▶ DIRECTIONS
Please transcribe exactly, and only, the lines of the data below between the line holding "pub mod compass;" and the line holding "pub mod view;", inclusive.

▶ Stored items
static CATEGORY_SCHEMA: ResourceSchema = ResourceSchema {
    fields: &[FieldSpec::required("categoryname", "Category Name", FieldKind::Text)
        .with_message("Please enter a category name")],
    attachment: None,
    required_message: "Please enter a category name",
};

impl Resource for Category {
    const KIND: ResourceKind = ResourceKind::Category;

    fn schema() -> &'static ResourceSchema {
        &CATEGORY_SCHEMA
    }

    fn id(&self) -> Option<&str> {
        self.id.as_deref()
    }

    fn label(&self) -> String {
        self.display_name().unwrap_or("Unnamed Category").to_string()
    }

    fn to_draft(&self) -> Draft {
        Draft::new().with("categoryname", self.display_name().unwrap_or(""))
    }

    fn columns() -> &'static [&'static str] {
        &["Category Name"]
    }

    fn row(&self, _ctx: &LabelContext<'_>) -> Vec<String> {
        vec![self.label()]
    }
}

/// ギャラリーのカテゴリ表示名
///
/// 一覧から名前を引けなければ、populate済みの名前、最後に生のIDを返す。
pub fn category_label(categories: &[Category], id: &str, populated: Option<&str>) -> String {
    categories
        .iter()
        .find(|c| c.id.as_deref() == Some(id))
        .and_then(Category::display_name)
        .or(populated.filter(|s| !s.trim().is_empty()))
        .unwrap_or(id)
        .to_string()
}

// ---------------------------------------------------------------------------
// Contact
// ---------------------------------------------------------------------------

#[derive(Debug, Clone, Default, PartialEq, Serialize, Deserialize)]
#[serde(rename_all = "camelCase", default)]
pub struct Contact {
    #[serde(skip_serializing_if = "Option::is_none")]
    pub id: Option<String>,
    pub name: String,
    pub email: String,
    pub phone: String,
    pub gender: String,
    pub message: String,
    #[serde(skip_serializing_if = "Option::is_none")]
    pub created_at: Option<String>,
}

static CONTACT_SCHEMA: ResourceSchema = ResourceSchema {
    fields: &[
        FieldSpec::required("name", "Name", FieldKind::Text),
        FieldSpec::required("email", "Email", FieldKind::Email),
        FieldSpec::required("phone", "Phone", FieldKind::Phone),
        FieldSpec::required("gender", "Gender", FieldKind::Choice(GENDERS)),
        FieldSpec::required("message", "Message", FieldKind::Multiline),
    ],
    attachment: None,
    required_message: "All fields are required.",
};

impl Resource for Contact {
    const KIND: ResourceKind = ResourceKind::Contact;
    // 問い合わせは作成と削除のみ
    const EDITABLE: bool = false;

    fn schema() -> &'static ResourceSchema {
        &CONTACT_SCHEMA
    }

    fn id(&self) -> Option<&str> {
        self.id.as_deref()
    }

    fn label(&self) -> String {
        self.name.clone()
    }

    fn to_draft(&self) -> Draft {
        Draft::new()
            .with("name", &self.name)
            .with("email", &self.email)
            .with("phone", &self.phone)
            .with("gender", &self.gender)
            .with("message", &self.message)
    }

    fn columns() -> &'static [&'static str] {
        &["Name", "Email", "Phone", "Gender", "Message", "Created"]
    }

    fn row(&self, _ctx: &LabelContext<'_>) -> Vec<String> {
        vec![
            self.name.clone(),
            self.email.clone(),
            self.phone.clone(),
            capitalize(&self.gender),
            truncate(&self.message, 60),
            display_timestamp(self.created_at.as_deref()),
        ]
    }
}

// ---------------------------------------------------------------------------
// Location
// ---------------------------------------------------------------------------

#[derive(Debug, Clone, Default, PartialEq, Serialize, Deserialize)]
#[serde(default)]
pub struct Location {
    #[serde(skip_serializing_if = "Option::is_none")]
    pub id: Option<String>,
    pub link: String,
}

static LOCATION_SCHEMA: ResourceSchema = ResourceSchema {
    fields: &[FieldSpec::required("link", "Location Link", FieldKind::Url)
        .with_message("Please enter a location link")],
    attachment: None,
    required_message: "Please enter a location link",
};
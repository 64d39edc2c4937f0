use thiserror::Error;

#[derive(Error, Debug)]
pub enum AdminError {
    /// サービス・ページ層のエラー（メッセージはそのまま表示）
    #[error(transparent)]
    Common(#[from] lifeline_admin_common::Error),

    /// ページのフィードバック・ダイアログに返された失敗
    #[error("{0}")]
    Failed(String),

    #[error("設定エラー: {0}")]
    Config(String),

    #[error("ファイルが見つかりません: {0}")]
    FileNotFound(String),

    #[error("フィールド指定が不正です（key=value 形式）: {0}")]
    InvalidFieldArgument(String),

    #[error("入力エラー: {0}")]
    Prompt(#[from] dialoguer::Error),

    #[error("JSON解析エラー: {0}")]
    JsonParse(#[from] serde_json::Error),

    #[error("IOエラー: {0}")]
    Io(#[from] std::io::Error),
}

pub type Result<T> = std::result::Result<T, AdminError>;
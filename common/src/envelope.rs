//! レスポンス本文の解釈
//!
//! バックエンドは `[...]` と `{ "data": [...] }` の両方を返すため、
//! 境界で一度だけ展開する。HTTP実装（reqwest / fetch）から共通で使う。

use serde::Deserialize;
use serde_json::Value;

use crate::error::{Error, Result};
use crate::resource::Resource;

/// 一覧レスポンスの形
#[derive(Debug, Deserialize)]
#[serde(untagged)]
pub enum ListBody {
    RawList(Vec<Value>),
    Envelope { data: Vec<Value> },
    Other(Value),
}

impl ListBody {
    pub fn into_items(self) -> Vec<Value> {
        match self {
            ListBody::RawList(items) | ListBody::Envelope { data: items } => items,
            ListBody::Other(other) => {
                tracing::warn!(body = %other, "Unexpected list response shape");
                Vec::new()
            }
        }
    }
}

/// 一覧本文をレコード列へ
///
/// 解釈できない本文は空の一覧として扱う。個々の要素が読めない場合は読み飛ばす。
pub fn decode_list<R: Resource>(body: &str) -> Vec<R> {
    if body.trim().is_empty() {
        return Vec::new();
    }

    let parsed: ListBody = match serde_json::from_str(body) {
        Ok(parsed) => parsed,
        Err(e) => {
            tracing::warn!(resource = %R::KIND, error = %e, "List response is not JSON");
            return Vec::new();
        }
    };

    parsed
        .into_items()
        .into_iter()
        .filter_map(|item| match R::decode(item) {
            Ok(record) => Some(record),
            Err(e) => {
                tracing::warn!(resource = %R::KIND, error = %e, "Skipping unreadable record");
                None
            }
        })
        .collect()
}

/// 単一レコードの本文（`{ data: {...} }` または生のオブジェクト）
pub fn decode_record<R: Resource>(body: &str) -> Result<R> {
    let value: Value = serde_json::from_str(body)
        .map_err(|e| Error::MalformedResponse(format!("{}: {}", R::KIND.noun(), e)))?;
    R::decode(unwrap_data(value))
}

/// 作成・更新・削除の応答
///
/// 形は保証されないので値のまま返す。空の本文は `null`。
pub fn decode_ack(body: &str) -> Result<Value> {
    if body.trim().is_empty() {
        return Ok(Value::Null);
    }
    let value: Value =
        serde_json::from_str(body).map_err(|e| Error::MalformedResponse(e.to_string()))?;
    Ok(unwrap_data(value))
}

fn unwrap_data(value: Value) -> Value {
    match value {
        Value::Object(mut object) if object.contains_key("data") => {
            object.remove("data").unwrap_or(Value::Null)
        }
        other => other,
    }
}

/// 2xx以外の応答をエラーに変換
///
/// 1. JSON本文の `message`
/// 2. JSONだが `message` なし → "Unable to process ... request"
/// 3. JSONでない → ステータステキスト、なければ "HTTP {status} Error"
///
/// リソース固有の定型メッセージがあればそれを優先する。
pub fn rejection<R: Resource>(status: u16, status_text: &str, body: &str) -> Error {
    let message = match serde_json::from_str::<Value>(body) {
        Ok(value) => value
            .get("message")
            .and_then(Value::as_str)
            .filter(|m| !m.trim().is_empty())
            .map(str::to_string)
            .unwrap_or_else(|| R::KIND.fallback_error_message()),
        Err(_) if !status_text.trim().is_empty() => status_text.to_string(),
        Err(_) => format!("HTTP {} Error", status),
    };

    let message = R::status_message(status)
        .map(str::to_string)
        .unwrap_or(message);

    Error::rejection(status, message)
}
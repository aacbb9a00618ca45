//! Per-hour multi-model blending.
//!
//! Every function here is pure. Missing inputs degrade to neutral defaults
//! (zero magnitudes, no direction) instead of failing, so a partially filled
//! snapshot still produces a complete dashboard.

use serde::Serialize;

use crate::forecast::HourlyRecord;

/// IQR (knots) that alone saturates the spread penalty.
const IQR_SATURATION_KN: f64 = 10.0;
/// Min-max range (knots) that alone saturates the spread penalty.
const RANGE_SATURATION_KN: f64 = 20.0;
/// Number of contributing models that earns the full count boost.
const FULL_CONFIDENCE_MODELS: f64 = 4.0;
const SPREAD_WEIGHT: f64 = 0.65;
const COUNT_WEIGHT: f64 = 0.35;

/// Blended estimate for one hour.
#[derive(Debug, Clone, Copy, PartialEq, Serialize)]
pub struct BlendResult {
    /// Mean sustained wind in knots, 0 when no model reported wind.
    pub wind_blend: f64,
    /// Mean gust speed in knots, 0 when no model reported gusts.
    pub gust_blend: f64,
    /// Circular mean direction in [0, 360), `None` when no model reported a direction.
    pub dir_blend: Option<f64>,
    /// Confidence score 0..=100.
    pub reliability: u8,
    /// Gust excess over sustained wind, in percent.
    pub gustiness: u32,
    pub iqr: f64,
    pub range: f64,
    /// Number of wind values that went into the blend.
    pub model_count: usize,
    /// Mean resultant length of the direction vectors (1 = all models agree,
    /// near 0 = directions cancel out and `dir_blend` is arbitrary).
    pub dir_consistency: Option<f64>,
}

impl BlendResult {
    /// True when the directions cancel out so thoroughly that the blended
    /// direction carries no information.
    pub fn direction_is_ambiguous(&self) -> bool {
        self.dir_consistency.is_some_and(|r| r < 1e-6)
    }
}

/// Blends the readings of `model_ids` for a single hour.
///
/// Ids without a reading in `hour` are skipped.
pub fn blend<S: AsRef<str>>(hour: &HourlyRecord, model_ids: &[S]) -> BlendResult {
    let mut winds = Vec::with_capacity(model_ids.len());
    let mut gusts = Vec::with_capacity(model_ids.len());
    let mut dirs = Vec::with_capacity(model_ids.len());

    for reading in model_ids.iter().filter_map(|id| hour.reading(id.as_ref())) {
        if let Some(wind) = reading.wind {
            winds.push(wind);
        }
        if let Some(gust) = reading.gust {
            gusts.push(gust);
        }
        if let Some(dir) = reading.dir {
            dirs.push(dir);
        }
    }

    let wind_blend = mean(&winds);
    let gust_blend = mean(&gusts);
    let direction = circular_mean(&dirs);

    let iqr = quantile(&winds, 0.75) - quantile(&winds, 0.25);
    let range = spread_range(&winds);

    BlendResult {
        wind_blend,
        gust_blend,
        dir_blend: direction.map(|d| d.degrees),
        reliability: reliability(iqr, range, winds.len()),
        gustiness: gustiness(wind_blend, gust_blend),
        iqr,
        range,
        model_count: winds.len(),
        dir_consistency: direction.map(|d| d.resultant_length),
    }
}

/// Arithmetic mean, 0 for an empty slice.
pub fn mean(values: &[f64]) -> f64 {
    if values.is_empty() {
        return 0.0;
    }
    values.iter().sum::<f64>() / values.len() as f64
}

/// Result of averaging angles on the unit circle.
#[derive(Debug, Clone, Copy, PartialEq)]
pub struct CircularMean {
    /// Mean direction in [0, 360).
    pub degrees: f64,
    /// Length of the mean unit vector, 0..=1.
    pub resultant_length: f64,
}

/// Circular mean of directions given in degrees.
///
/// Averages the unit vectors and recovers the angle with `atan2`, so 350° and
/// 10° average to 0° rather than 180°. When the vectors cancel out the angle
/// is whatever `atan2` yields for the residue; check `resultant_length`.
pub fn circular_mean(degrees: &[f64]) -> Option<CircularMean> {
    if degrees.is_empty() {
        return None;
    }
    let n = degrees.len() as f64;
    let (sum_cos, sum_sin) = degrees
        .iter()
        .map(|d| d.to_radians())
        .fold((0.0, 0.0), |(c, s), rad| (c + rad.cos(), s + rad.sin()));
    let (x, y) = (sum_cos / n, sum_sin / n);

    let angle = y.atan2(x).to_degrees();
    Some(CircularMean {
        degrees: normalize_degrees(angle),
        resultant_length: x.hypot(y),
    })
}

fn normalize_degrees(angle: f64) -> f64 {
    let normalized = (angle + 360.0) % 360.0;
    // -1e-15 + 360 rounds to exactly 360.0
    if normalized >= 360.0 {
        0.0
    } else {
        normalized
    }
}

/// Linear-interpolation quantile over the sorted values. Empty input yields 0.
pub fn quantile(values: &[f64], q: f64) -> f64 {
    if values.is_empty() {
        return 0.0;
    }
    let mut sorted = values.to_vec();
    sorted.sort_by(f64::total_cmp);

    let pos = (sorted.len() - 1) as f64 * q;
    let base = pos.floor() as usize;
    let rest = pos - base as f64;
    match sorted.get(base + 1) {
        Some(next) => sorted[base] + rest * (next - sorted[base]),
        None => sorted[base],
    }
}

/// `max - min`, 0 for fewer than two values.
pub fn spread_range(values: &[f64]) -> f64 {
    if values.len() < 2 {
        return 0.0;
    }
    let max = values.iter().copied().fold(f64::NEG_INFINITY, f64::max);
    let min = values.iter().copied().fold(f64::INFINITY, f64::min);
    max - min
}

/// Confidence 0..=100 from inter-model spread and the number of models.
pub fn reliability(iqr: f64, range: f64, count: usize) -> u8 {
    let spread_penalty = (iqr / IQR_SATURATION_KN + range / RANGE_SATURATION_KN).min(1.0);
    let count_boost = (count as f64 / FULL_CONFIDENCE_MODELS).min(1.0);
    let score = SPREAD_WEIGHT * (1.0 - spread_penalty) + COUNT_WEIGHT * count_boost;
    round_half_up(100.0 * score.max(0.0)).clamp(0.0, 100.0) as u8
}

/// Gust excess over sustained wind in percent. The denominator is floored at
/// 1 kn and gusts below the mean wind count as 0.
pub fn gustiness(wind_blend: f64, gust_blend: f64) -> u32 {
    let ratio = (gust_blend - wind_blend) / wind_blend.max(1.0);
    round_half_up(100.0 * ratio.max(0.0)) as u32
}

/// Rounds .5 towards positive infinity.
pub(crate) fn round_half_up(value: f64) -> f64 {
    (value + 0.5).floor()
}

---

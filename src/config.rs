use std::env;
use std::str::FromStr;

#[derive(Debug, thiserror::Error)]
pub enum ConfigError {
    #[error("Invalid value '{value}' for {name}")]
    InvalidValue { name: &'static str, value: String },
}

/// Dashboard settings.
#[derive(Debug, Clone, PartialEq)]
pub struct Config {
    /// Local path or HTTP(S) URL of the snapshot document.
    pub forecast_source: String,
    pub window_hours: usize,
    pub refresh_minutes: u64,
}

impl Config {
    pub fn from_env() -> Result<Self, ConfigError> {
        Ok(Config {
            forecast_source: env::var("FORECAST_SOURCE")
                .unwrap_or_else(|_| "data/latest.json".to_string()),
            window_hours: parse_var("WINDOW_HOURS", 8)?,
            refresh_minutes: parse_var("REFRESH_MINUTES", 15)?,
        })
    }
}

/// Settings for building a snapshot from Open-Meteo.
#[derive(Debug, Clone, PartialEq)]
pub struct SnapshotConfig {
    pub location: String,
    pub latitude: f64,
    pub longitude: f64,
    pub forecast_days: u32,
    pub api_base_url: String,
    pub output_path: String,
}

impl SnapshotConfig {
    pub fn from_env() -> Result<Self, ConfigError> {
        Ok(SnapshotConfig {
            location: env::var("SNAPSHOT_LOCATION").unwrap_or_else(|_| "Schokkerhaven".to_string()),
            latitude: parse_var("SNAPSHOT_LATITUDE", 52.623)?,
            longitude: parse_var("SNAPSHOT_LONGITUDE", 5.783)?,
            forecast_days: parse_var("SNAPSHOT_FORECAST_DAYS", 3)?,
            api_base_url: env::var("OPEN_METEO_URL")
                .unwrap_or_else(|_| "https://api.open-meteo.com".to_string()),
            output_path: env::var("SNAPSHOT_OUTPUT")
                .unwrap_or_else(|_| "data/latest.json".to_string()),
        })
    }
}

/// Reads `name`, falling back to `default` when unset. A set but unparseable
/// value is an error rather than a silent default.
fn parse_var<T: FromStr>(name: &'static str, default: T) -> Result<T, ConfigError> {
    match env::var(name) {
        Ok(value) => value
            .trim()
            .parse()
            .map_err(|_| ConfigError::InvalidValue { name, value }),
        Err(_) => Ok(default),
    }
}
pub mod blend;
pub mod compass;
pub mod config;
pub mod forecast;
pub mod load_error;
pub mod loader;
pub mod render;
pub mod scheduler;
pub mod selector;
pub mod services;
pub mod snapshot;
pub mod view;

---

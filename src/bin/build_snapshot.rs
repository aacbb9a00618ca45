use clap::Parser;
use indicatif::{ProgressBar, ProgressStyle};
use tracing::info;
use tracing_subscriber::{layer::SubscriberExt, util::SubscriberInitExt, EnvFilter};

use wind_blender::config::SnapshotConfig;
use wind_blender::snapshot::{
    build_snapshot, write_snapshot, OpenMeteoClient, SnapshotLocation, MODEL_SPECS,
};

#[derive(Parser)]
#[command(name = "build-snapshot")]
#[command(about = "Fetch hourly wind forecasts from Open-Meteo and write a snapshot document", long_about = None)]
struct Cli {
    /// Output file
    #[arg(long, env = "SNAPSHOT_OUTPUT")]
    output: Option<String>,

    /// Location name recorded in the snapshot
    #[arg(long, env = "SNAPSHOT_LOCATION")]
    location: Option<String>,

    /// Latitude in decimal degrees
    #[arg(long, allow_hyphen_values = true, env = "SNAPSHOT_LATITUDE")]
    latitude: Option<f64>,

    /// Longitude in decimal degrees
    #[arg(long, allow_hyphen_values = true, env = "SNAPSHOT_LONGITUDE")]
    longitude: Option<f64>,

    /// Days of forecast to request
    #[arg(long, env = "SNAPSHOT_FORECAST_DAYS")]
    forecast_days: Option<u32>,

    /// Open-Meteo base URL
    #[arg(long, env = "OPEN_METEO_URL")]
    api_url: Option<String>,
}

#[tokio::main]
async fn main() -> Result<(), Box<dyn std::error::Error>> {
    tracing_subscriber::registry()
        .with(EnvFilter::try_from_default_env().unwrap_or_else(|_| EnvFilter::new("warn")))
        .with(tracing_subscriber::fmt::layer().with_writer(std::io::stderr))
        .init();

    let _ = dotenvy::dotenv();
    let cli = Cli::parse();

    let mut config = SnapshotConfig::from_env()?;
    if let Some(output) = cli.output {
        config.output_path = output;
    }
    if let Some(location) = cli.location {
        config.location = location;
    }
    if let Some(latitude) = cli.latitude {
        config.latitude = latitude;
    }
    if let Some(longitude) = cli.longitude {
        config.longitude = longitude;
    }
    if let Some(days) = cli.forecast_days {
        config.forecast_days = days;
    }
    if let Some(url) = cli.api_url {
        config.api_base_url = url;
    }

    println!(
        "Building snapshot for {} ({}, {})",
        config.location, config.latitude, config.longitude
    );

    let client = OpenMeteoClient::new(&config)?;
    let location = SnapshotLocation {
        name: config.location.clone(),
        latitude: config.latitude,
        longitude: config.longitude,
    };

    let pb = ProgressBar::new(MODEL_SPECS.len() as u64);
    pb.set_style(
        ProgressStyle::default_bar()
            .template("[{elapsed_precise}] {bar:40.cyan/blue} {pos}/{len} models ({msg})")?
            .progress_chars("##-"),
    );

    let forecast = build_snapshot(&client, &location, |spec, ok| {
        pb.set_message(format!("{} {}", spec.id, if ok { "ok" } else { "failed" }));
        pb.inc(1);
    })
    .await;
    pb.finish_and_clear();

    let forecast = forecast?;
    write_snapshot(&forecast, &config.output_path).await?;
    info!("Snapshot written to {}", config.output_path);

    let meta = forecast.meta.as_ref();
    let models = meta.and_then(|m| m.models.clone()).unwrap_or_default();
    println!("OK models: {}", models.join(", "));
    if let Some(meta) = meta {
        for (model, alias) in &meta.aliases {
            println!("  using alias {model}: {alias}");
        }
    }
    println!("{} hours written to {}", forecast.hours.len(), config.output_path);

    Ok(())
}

▶ SOLUTION BELOW
pub mod compass;
pub mod config;
pub mod forecast;
pub mod load_error;
pub mod loader;
pub mod render;
pub mod scheduler;
pub mod selector;
pub mod services;
pub mod snapshot;
pub mod view;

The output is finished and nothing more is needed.